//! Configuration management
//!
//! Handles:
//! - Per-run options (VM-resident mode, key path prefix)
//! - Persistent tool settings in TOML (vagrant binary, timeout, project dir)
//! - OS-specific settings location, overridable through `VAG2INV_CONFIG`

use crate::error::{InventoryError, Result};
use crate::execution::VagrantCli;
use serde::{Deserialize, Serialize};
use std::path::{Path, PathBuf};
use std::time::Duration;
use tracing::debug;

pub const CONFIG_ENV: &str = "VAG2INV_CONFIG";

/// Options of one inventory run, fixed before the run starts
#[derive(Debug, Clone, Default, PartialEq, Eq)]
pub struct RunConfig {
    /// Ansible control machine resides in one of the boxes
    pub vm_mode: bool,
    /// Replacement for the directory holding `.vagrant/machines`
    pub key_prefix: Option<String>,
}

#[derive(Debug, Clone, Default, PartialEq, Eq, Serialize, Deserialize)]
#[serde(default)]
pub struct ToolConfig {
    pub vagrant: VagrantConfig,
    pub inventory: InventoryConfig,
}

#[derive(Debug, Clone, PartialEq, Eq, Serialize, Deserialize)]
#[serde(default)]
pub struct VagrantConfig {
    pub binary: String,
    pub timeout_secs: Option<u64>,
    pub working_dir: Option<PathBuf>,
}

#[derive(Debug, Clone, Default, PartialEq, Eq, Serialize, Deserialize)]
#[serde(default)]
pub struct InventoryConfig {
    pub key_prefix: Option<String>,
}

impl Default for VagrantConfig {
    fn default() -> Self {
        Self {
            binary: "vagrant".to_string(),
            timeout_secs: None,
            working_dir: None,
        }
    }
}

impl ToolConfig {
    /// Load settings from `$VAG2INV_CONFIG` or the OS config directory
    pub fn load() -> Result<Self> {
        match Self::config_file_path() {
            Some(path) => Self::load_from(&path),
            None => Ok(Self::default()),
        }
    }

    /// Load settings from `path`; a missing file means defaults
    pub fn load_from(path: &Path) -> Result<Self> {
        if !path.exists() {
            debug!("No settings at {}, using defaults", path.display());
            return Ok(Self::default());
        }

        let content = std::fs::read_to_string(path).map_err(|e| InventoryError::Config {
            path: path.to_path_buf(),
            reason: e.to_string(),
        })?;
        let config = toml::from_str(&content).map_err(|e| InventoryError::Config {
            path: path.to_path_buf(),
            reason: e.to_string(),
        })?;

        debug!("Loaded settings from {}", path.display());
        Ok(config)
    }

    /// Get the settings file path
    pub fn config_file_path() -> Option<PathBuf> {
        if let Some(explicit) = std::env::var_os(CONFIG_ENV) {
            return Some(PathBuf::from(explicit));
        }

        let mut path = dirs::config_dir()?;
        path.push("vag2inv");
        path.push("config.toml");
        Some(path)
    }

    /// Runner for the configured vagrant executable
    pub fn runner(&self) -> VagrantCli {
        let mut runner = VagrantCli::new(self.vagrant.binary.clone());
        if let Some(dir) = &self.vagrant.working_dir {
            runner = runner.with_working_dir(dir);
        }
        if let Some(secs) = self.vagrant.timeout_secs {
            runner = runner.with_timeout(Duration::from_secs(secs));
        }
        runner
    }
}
________________________________________
Activity:
The response consists of the lines above that contain "binary".

Written response:
//! - Persistent tool settings in TOML (vagrant binary, timeout, project dir)
    pub binary: String,
            binary: "vagrant".to_string(),
        let mut runner = VagrantCli::new(self.vagrant.binary.clone());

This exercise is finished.